Figure 3. NOX4 plays a critical role in regulation of glycolysis by generating NAD⁺.

(a) OCR was determined in HPNE, HPNE/Kras^G12V and HPNE/Kras^G12V/shp16 cells. (b) Glucose uptake and lactate production, NAD⁺/NADH and NADP⁺/NADPH ratios were measured in HPNE, HPNE/Kras^G12V and HPNE/Kras^G12V/shp16 cells. (c) Immunoblotting analysis showed the NOX4 and p22^phox knockdown efficiency. Scrambled siRNA (sc) was used as a negative control here and in d–f. (d) NOX activity, NAD⁺/NADH, NADP⁺/NADPH ratios and glycolytic activity (glucose uptake, lactate production and ATP levels) were measured in NOX4-silenced HPNE/Kras^G12V/shp16 cells. (e) NOX activity, glucose uptake and lactate production levels were measured in p22^phox-silenced HPNE/Kras^G12V/shp16 cells. (f) Glucose uptake was measured in AsPc-1 and Panc-28 cells after siRNA depletion of NOX4 or p22^phox or co-expressing siRNA resistant NOX4 (NOX4-R). (g) The expression levels of NOX4 were analysed by qPCR and immunoblotting in NOX4-overexpressing HPNE cells.
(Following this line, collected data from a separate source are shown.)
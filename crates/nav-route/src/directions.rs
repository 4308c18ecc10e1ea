//! Directions-provider port.
//!
//! # Pluggability
//!
//! The session calls routing through the [`DirectionsClient`] trait, so the
//! HTTP adapter in `nav-directions` can be swapped for a scripted client in
//! tests and replays, or for another provider, without touching the engine.
//!
//! # Timeouts
//!
//! Implementations need not bound their own latency; the session wraps every
//! call in its configured timeout and treats expiry as
//! [`DirectionsError::Network`].

use async_trait::async_trait;

use nav_core::{AvoidSet, GeoPoint, RoutingProfile};

use crate::{DirectionsError, RoutePlan};

// ── RouteRequest ──────────────────────────────────────────────────────────────

/// Everything the provider needs to compute one route.
#[derive(Debug, Clone, PartialEq)]
pub struct RouteRequest {
    pub origin:      GeoPoint,
    /// Intermediate stops, visited in order.
    pub stops:       Vec<GeoPoint>,
    pub destination: GeoPoint,
    pub avoid:       AvoidSet,
    pub profile:     RoutingProfile,
}

impl RouteRequest {
    pub fn new(origin: GeoPoint, destination: GeoPoint) -> Self {
        Self {
            origin,
            stops:   Vec::new(),
            destination,
            avoid:   AvoidSet::EMPTY,
            profile: RoutingProfile::default(),
        }
    }

    pub fn with_stops(mut self, stops: Vec<GeoPoint>) -> Self {
        self.stops = stops;
        self
    }

    pub fn with_avoid(mut self, avoid: AvoidSet) -> Self {
        self.avoid = avoid;
        self
    }

    pub fn with_profile(mut self, profile: RoutingProfile) -> Self {
        self.profile = profile;
        self
    }

    /// Ordered waypoints: origin, stops, destination.  Always at least two.
    pub fn waypoints(&self) -> Vec<GeoPoint> {
        let mut out = Vec::with_capacity(self.stops.len() + 2);
        out.push(self.origin);
        out.extend_from_slice(&self.stops);
        out.push(self.destination);
        out
    }
}

// ── DirectionsClient ──────────────────────────────────────────────────────────

/// Computes routes between waypoints.
///
/// # Thread safety
///
/// Implementations must be `Send + Sync + 'static`: the session shares one
/// client behind an `Arc` and calls it from spawned tasks.
#[async_trait]
pub trait DirectionsClient: Send + Sync + 'static {
    /// Compute a route through `request.waypoints()`.
    ///
    /// An empty provider answer is [`DirectionsError::NoRouteFound`];
    /// missing or inconsistent congestion data is not an error.
    async fn compute_route(&self, request: &RouteRequest) -> Result<RoutePlan, DirectionsError>;
}
use scraper::{Html, Selector};
use serde_json::Value;
use tracing::{debug, warn};

use crate::adapters::scraper::text::normalize;
use crate::domain::json_path;
use crate::error::{Result, ZillowError};

const NEXT_DATA_SELECTOR: &str = "#__NEXT_DATA__";
const COMPONENT_PROPS_PATH: &str = "props.pageProps.componentProps";

/// Parse the embedded `__NEXT_DATA__` state of a page.
///
/// Returns `Ok(None)` when the page carries no such element (error pages,
/// captcha walls, redirects). Malformed JSON inside the element is an error.
pub fn extract_next_data(html: &[u8]) -> Result<Option<Value>> {
    let html = String::from_utf8_lossy(html);
    let document = Html::parse_document(&html);
    let selector = Selector::parse(NEXT_DATA_SELECTOR).map_err(|e| ZillowError::Parse {
        reason: format!("invalid selector {NEXT_DATA_SELECTOR}: {e}"),
    })?;

    let Some(element) = document.select(&selector).next() else {
        warn!("page has no {NEXT_DATA_SELECTOR} element");
        return Ok(None);
    };

    let raw = element.text().collect::<String>();
    let text = normalize(&raw);
    debug!(raw_len = raw.len(), normalized_len = text.len(), "Found embedded page state");

    let state: Value = serde_json::from_str(&text).map_err(|e| ZillowError::Parse {
        reason: format!("{NEXT_DATA_SELECTOR} JSON parse error: {e}"),
    })?;
    if !state.is_object() {
        return Err(ZillowError::Parse {
            reason: format!("{NEXT_DATA_SELECTOR} root is not a JSON object"),
        });
    }

    Ok(Some(state))
}

/// Narrow the embedded page state down to `props.pageProps.componentProps`.
pub fn extract_component_props(html: &[u8]) -> Result<Option<Value>> {
    let Some(state) = extract_next_data(html)? else {
        return Ok(None);
    };

    let props = json_path::get(&state, COMPONENT_PROPS_PATH).cloned();
    if props.is_none() {
        warn!("page state has no {COMPONENT_PROPS_PATH}, page shape may have changed");
    }
    Ok(props)
}
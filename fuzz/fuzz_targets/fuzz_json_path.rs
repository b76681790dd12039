#![no_main]
use libfuzzer_sys::fuzz_target;

fuzz_target!(|data: &[u8]| {
    let Some(split) = data.iter().position(|b| *b == 0) else {
        return;
    };
    let (path, doc) = data.split_at(split);
    if let (Ok(path), Ok(value)) = (
        std::str::from_utf8(path),
        serde_json::from_slice::<serde_json::Value>(&doc[1..]),
    ) {
        let first = mcp_zillow::domain::json_path::get(&value, path);
        let second = mcp_zillow::domain::json_path::get(&value, path);
        assert_eq!(first, second);
    }
});
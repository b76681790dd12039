use std::collections::BTreeMap;

use serde::{Deserialize, Serialize};

#[derive(Debug, Clone, Deserialize, Serialize, Default)]
pub struct Config {
    #[serde(default)]
    pub client: ClientConfig,
}

#[derive(Debug, Clone, Deserialize, Serialize)]
pub struct ClientConfig {
    #[serde(default = "default_base_url")]
    pub base_url: String,
    #[serde(default = "default_user_agent")]
    pub user_agent: String,
    #[serde(default = "default_timeout")]
    pub request_timeout_secs: u64,
    /// Proxy endpoint used for both http and https when a call doesn't supply its own.
    #[serde(default)]
    pub proxy_url: Option<String>,
    /// Fail on non-2xx responses for apartment pages and search as well.
    /// Property detail pages are always checked.
    #[serde(default)]
    pub strict_status: bool,
    #[serde(default = "default_page_headers")]
    pub page_headers: BTreeMap<String, String>,
    #[serde(default = "default_search_headers")]
    pub search_headers: BTreeMap<String, String>,
}

impl Default for ClientConfig {
    fn default() -> Self {
        Self {
            base_url: default_base_url(),
            user_agent: default_user_agent(),
            request_timeout_secs: default_timeout(),
            proxy_url: None,
            strict_status: false,
            page_headers: default_page_headers(),
            search_headers: default_search_headers(),
        }
    }
}

fn default_base_url() -> String {
    "https://www.zillow.com".into()
}

fn default_user_agent() -> String {
    "Mozilla/5.0 (Windows NT 10.0; Win64; x64) AppleWebKit/537.36 (KHTML, like Gecko) Chrome/130.0.0.0 Safari/537.36".into()
}

fn default_timeout() -> u64 {
    30
}

const NAVIGATION_HEADERS: &[(&str, &str)] = &[
    (
        "Accept",
        "text/html,application/xhtml+xml,application/xml;q=0.9,image/avif,image/webp,image/apng,*/*;q=0.8,application/signed-exchange;v=b3;q=0.7",
    ),
    ("Accept-Language", "en"),
    ("Cache-Control", "no-cache"),
    ("Pragma", "no-cache"),
    ("Sec-Ch-Ua-Mobile", "?0"),
    ("Sec-Ch-Ua-Platform", "\"Windows\""),
    ("Sec-Fetch-Dest", "document"),
    ("Sec-Fetch-Mode", "navigate"),
    ("Sec-Fetch-Site", "none"),
    ("Sec-Fetch-User", "?1"),
    ("Upgrade-Insecure-Requests", "1"),
];

fn navigation_headers() -> BTreeMap<String, String> {
    NAVIGATION_HEADERS
        .iter()
        .map(|(k, v)| ((*k).to_string(), (*v).to_string()))
        .collect()
}

fn default_page_headers() -> BTreeMap<String, String> {
    let mut headers = navigation_headers();
    headers.insert(
        "Sec-Ch-Ua".into(),
        "\"Chromium\";v=\"130\", \"Google Chrome\";v=\"130\", \"Not?A_Brand\";v=\"99\"".into(),
    );
    headers
}

fn default_search_headers() -> BTreeMap<String, String> {
    let mut headers = navigation_headers();
    headers.insert("Content-Type".into(), "application/json".into());
    headers.insert("Origin".into(), default_base_url());
    headers.insert(
        "Sec-Ch-Ua".into(),
        "\"Not_A Brand\";v=\"8\", \"Chromium\";v=\"120\", \"Google Chrome\";v=\"120\"".into(),
    );
    headers
}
Data are presented as mean±s.d. (n=3). **P<0.01 for indicated comparison (Student unpaired t-test). (h) The pyruvate and lactate levels were measured in HPNE/NOX4 or HPNE/Kras^G12V/shp16 cells compared with parental HPNE cells using metabolite isotope tracing experiments with 13 carbon labelled glucose (U-¹³C₆ Glu). Data in b,d–f,h are presented as mean±s.d. (n=3). *P<0.05, **P<0.01 for indicated comparison (one-way analysis of variance (ANOVA) with the Newman Keul's multiple comparison test).